Often we will want to see how the choice of initial conditions affects the dynamics. We can do this by setting the initial attribute of an rxd.Species
and rerunning.
For example, suppose at a single point we have the bistable dynamics introduced in the first part of this tutorial. That is, $u'=-u(1-u)(\alpha - u)$. (Here we use $u$ instead of a specific molecule name to indicate that we are not describing any particular molecule's kinetics, but rather modeling a class of phenomena.)
This time, we'll use an rxd.Parameter
for $\alpha$ instead of a constant. This offers two advantages: (1) this allows $\alpha$ to vary spatially, and (2) this allows us to change the parameter values and rerun without changing the reaction/rate specification.
We start by defining the model and setting up the recordings:
from neuron import h, rxd
from matplotlib import pyplot as plt
h.load_file('stdrun.hoc')
soma = h.Section(name='soma')
cyt = rxd.Region([soma], name='cyt', nrn_region='i')
u = rxd.Species(cyt, name='u')
α = rxd.Parameter(cyt, value=0.3)
rate = rxd.Rate(u, -u * (1 - u) * (α - u))
h.finitialize(-65)
t = h.Vector().record(h._ref_t)
y = h.Vector().record(soma(0.5)._ref_ui)
Now we define a function that sets the initial value for ca, runs the simulation, and plots the curves:
def plot_it(ca_init):
u.initial = ca_init
h.finitialize(-65)
h.continuerun(10)
plt.plot(t, y)
And now let's run it a few times and plot it:
for u0 in range(-4, 15, 2):
plot_it(u0 * 0.1)
plt.xlabel('t (ms)')
plt.ylabel('[u] (mM)')
plt.show()
Here we see the stable fixed points at $0$ and $1$ and how all other trajectories (except for the one starting exactly at $\alpha$, not shown) tend towards one of those values.
Alternatively, we might want to know how the kinetics change if we start at a fixed value (say 0.5) and vary $\alpha$ instead.
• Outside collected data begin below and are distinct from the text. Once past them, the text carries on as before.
//! Store collaborator interface
//!
//! The engine is written against these traits, never against a concrete
//! client. A store hands out sessions; each session is an exclusive channel
//! to the store (one connection for Redis), so one operation's
//! watch/read/commit sequence can never interleave with another operation's
//! watch on the same channel.
//!
//! # Conflict detection
//!
//! ```text
//! watch(key) ──► get(key) ──► commit(key, value)
//!                                  │
//!                                  ├── Ok(())                       no foreign write since watch
//!                                  └── Err(StoreError::WatchConflict) key was written, start over
//! ```
//!
//! - `memory` - In-process versioned store with deterministic conflict injection
//! - `redis` - Redis-backed store using WATCH / MULTI / EXEC

use crate::types::StoreError;
use async_trait::async_trait;

pub mod memory;
pub mod redis;

pub use self::redis::RedisStore;
pub use memory::MemoryStore;

/// A shared key-value store that hands out exclusive sessions
#[async_trait]
pub trait AccountStore: Send + Sync + 'static {
    /// Session type produced by this store
    type Session: StoreSession;

    /// Open a session for one logical operation
    async fn session(&self) -> Result<Self::Session, StoreError>;
}

/// An exclusive channel to the store
///
/// Dropping a session releases any outstanding watch.
#[async_trait]
pub trait StoreSession: Send {
    /// Establish a conflict fence on `key`
    async fn watch(&mut self, key: &str) -> Result<(), StoreError>;

    /// Release every watch held by this session
    async fn unwatch(&mut self) -> Result<(), StoreError>;

    /// Whether `key` currently holds a value
    async fn exists(&mut self, key: &str) -> Result<bool, StoreError>;

    /// Read the current value of `key`
    async fn get(&mut self, key: &str) -> Result<Option<String>, StoreError>;

    /// Unconditionally write `value` under `key`
    async fn set(&mut self, key: &str, value: String) -> Result<(), StoreError>;

    /// Write `value` under `key` only if no other writer touched `key` since
    /// it was watched
    ///
    /// Consumes the watch either way.
    ///
    /// # Errors
    ///
    /// Returns `StoreError::WatchConflict` if the watched key was modified.
    async fn commit(&mut self, key: &str, value: String) -> Result<(), StoreError>;
}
We can do this in the same way as above by setting the initial
property of $\alpha$:
def plot_α(α_init):
u.initial = 0.5
α.value = α_init
h.finitialize(-65)
h.continuerun(10)
plt.gca().plot(t, y, label='α = %g' % α_init)
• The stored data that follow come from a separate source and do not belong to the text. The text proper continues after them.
//! Account-related types for the bank service
//!
//! This module defines the Account document as it is persisted in the store
//! and the conversions between the document and its serialized form.

use super::error::BankError;
use rust_decimal::Decimal;
use serde::{Deserialize, Serialize};

/// Account identifier
///
/// Opaque, caller-assigned key. The engine never generates identifiers.
pub type AccountId = String;

/// Persisted account state
///
/// Stored under its `account_id` key as a flat JSON document:
/// `{"account_type": "savings", "balance": 70.00}`.
#[derive(Debug, Clone, PartialEq, Serialize, Deserialize)]
pub struct Account {
    /// Free-form account kind, e.g. "savings" or "checking"
    pub account_type: String,

    /// Current balance, never negative after a committed operation
    ///
    /// Written as an exact JSON number so no binary floating point is
    /// involved at any point.
    #[serde(with = "rust_decimal::serde::arbitrary_precision")]
    pub balance: Decimal,
}

impl Account {
    /// Create a new account with a zero balance
    pub fn new(account_type: impl Into<String>) -> Self {
        Account {
            account_type: account_type.into(),
            balance: Decimal::ZERO,
        }
    }

    /// Decode a stored document
    ///
    /// # Errors
    ///
    /// Returns `BankError::Corrupt` if the document is not a valid account.
    pub fn from_document(account_id: &str, document: &str) -> Result<Self, BankError> {
        serde_json::from_str(document).map_err(|e| BankError::corrupt(account_id, e))
    }

    /// Encode the account as a stored document
    pub fn to_document(&self, account_id: &str) -> Result<String, BankError> {
        serde_json::to_string(self).map_err(|e| BankError::corrupt(account_id, e))
    }
}

#[cfg(test)]
mod tests {
    use super::*;
    use rstest::rstest;
    use std::str::FromStr;

    #[test]
    fn test_new_account_has_zero_balance() {
        let account = Account::new("savings");
        assert_eq!(account.account_type, "savings");
        assert_eq!(account.balance, Decimal::ZERO);
    }

    #[test]
    fn test_document_keeps_exact_balance() {
        let account = Account {
            account_type: "checking".to_string(),
            balance: Decimal::from_str("0.10").unwrap(),
        };

        let document = account.to_document("acct1").unwrap();
        assert_eq!(document, r#"{"account_type":"checking","balance":0.10}"#);

        let decoded = Account::from_document("acct1", &document).unwrap();
        assert_eq!(decoded, account);
    }

    #[rstest]
    #[case::float_zero(r#"{"account_type":"Savings","balance":0.0}"#, "0")]
    #[case::integer(r#"{"account_type":"Savings","balance":1000}"#, "1000")]
    #[case::fraction(r#"{"account_type":"Savings","balance":840.0}"#, "840")]
    fn test_reads_plain_json_numbers(#[case] document: &str, #[case] expected: &str) {
        let account = Account::from_document("admin123", document).unwrap();
        assert_eq!(account.balance, Decimal::from_str(expected).unwrap());
    }

    #[rstest]
    #[case::not_json("not json")]
    #[case::missing_balance(r#"{"account_type":"Savings"}"#)]
    #[case::string_type(r#"{"account_type":1,"balance":0}"#)]
    fn test_rejects_malformed_documents(#[case] document: &str) {
        let result = Account::from_document("acct1", document);
        assert!(matches!(result, Err(BankError::Corrupt { .. })));
    }
}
Here we have added a label
argument to the plot and explicitly specify the gca()
axes to allow displaying a legend; see the matplotlib.pyplot.legend documentation for more.
Now we run it:
for my_α in [0, 0.2, 0.4, 0.6, 0.8, 1]:
plot_α(my_α)
plt.gca().legend()
plt.xlabel('t (ms)')
plt.ylabel('[u] (mM)')
plt.show()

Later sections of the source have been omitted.